Set the following entries down again exactly, line by line.

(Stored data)

^^^^^^^^

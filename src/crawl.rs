//! Sequential crawl orchestration.
//!
//! One bad page never aborts the batch: fetch failures and rejected
//! records are contained per item, and the loop keeps a mandatory
//! politeness pause between requests.

use log::{info, warn};
use rand::Rng;
use std::sync::atomic::{AtomicBool, Ordering};
use std::sync::Arc;
use std::time::Duration;
use tokio::time::sleep;
use url::Url;

use crate::config::CrawlerConfig;
use crate::error::CrawlError;
use crate::extract::PageExtractor;
use crate::fetch::{build_fetcher, Fetcher};
use crate::model::{CrawlRequest, CrawlResult, ItemFailure, ItemOutcome};
use crate::progress::Progress;

pub struct Crawler {
    config: CrawlerConfig,
    cancel: Option<Arc<AtomicBool>>,
}

impl Crawler {
    pub fn new(config: CrawlerConfig) -> Self {
        Self {
            config,
            cancel: None,
        }
    }

    /// Install an external stop flag. The flag is checked between items
    /// only; a cancellation during a fetch lets the current item finish.
    pub fn with_cancel_flag(mut self, cancel: Arc<AtomicBool>) -> Self {
        self.cancel = Some(cancel);
        self
    }

    fn cancelled(&self) -> bool {
        self.cancel
            .as_ref()
            .map(|flag| flag.load(Ordering::Relaxed))
            .unwrap_or(false)
    }

    /// Run one crawl invocation.
    ///
    /// The only error path is configuration-time: the requested fetch
    /// strategy is unavailable, or the base URL is invalid. Once fetching
    /// starts, every per-item failure is contained and the result is
    /// always returned, possibly with zero records.
    pub async fn run(
        &self,
        request: &CrawlRequest,
        progress: &mut dyn Progress,
    ) -> Result<CrawlResult, CrawlError> {
        let fetcher = build_fetcher(request.fetch_strategy, &self.config)?;
        let base = Url::parse(&self.config.base_url)?;

        // Truncate before any fetching; URLs past the cap are never hit.
        let urls = &request.urls[..request.urls.len().min(request.max_items)];
        let total = urls.len();
        progress.begin(total);

        let mut result = CrawlResult::default();
        let extractor = PageExtractor;

        for (i, raw_url) in urls.iter().enumerate() {
            if self.cancelled() {
                info!("Crawl cancelled after {} of {} items", i, total);
                break;
            }

            result.attempted += 1;
            let outcome = crawl_one(fetcher.as_ref(), &extractor, &base, raw_url).await;
            let status = match outcome {
                ItemOutcome::Record(record) => {
                    result.succeeded += 1;
                    let status = format!("Scraped \"{}\"", record.title);
                    result.records.push(record);
                    status
                }
                ItemOutcome::Failed(ItemFailure::Fetch(e)) => {
                    warn!("Skipping {raw_url}: {e}");
                    format!("Failed to fetch {raw_url}: {e}")
                }
                ItemOutcome::Failed(ItemFailure::Rejected { title }) => {
                    warn!("Rejected record for {raw_url} (title {title:?})");
                    format!("No usable recipe at {raw_url}")
                }
            };
            progress.item_done(i + 1, total, &status);

            if i + 1 < total {
                sleep(self.politeness_delay(request.delay_range)).await;
            }
        }

        progress.finish(result.succeeded, result.attempted);
        info!(
            "Crawl finished: {} of {} pages yielded recipes",
            result.succeeded, result.attempted
        );
        Ok(result)
    }

    fn politeness_delay(&self, (min, max): (f64, f64)) -> Duration {
        let seconds = if max > min {
            rand::thread_rng().gen_range(min..=max)
        } else {
            min
        };
        Duration::from_secs_f64(seconds.max(0.0))
    }
}

/// Fetch, extract and validate a single URL. Never escapes an error:
/// every failure mode collapses into a typed [`ItemOutcome`].
async fn crawl_one(
    fetcher: &dyn Fetcher,
    extractor: &PageExtractor,
    base: &Url,
    raw_url: &str,
) -> ItemOutcome {
    let url = match base.join(raw_url) {
        Ok(url) => url,
        Err(e) => return ItemOutcome::Failed(ItemFailure::Fetch(CrawlError::Url(e))),
    };

    let html = match fetcher.fetch(&url).await {
        Ok(html) => html,
        Err(e) => return ItemOutcome::Failed(ItemFailure::Fetch(e)),
    };

    let record = extractor.extract(&html, &url);
    if record.is_usable() {
        ItemOutcome::Record(record)
    } else {
        ItemOutcome::Failed(ItemFailure::Rejected {
            title: record.title,
        })
    }
}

^^^^^^^^

Exercise response:
filename src/crawl.rs
//! Sequential crawl orchestration.
//!
//! One bad page never aborts the batch: fetch failures and rejected
//! records are contained per item, and the loop keeps a mandatory
//! politeness pause between requests.

use log::{info, warn};
use rand::Rng;
use std::sync::atomic::{AtomicBool, Ordering};
use std::sync::Arc;
use std::time::Duration;
use tokio::time::sleep;
use url::Url;

use crate::config::CrawlerConfig;
use crate::error::CrawlError;
use crate::extract::PageExtractor;
use crate::fetch::{build_fetcher, Fetcher};
use crate::model::{CrawlRequest, CrawlResult, ItemFailure, ItemOutcome};
use crate::progress::Progress;

pub struct Crawler {
    config: CrawlerConfig,
    cancel: Option<Arc<AtomicBool>>,
}

impl Crawler {
    pub fn new(config: CrawlerConfig) -> Self {
        Self {
            config,
            cancel: None,
        }
    }

    /// Install an external stop flag. The flag is checked between items
    /// only; a cancellation during a fetch lets the current item finish.
    pub fn with_cancel_flag(mut self, cancel: Arc<AtomicBool>) -> Self {
        self.cancel = Some(cancel);
        self
    }

    fn cancelled(&self) -> bool {
        self.cancel
            .as_ref()
            .map(|flag| flag.load(Ordering::Relaxed))
            .unwrap_or(false)
    }

    /// Run one crawl invocation.
    ///
    /// The only error path is configuration-time: the requested fetch
    /// strategy is unavailable, or the base URL is invalid. Once fetching
    /// starts, every per-item failure is contained and the result is
    /// always returned, possibly with zero records.
    pub async fn run(
        &self,
        request: &CrawlRequest,
        progress: &mut dyn Progress,
    ) -> Result<CrawlResult, CrawlError> {
        let fetcher = build_fetcher(request.fetch_strategy, &self.config)?;
        let base = Url::parse(&self.config.base_url)?;

        // Truncate before any fetching; URLs past the cap are never hit.
        let urls = &request.urls[..request.urls.len().min(request.max_items)];
        let total = urls.len();
        progress.begin(total);

        let mut result = CrawlResult::default();
        let extractor = PageExtractor;

        for (i, raw_url) in urls.iter().enumerate() {
            if self.cancelled() {
                info!("Crawl cancelled after {} of {} items", i, total);
                break;
            }

            result.attempted += 1;
            let outcome = crawl_one(fetcher.as_ref(), &extractor, &base, raw_url).await;
            let status = match outcome {
                ItemOutcome::Record(record) => {
                    result.succeeded += 1;
                    let status = format!("Scraped \"{}\"", record.title);
                    result.records.push(record);
                    status
                }
                ItemOutcome::Failed(ItemFailure::Fetch(e)) => {
                    warn!("Skipping {raw_url}: {e}");
                    format!("Failed to fetch {raw_url}: {e}")
                }
                ItemOutcome::Failed(ItemFailure::Rejected { title }) => {
                    warn!("Rejected record for {raw_url} (title {title:?})");
                    format!("No usable recipe at {raw_url}")
                }
            };
            progress.item_done(i + 1, total, &status);

            if i + 1 < total {
                sleep(self.politeness_delay(request.delay_range)).await;
            }
        }

        progress.finish(result.succeeded, result.attempted);
        info!(
            "Crawl finished: {} of {} pages yielded recipes",
            result.succeeded, result.attempted
        );
        Ok(result)
    }

    fn politeness_delay(&self, (min, max): (f64, f64)) -> Duration {
        let seconds = if max > min {
            rand::thread_rng().gen_range(min..=max)
        } else {
            min
        };
        Duration::from_secs_f64(seconds.max(0.0))
    }
}

/// Fetch, extract and validate a single URL. Never escapes an error:
/// every failure mode collapses into a typed [`ItemOutcome`].
async fn crawl_one(
    fetcher: &dyn Fetcher,
    extractor: &PageExtractor,
    base: &Url,
    raw_url: &str,
) -> ItemOutcome {
    let url = match base.join(raw_url) {
        Ok(url) => url,
        Err(e) => return ItemOutcome::Failed(ItemFailure::Fetch(CrawlError::Url(e))),
    };

    let html = match fetcher.fetch(&url).await {
        Ok(html) => html,
        Err(e) => return ItemOutcome::Failed(ItemFailure::Fetch(e)),
    };

    let record = extractor.extract(&html, &url);
    if record.is_usable() {
        ItemOutcome::Record(record)
    } else {
        ItemOutcome::Failed(ItemFailure::Rejected {
            title: record.title,
        })
    }
}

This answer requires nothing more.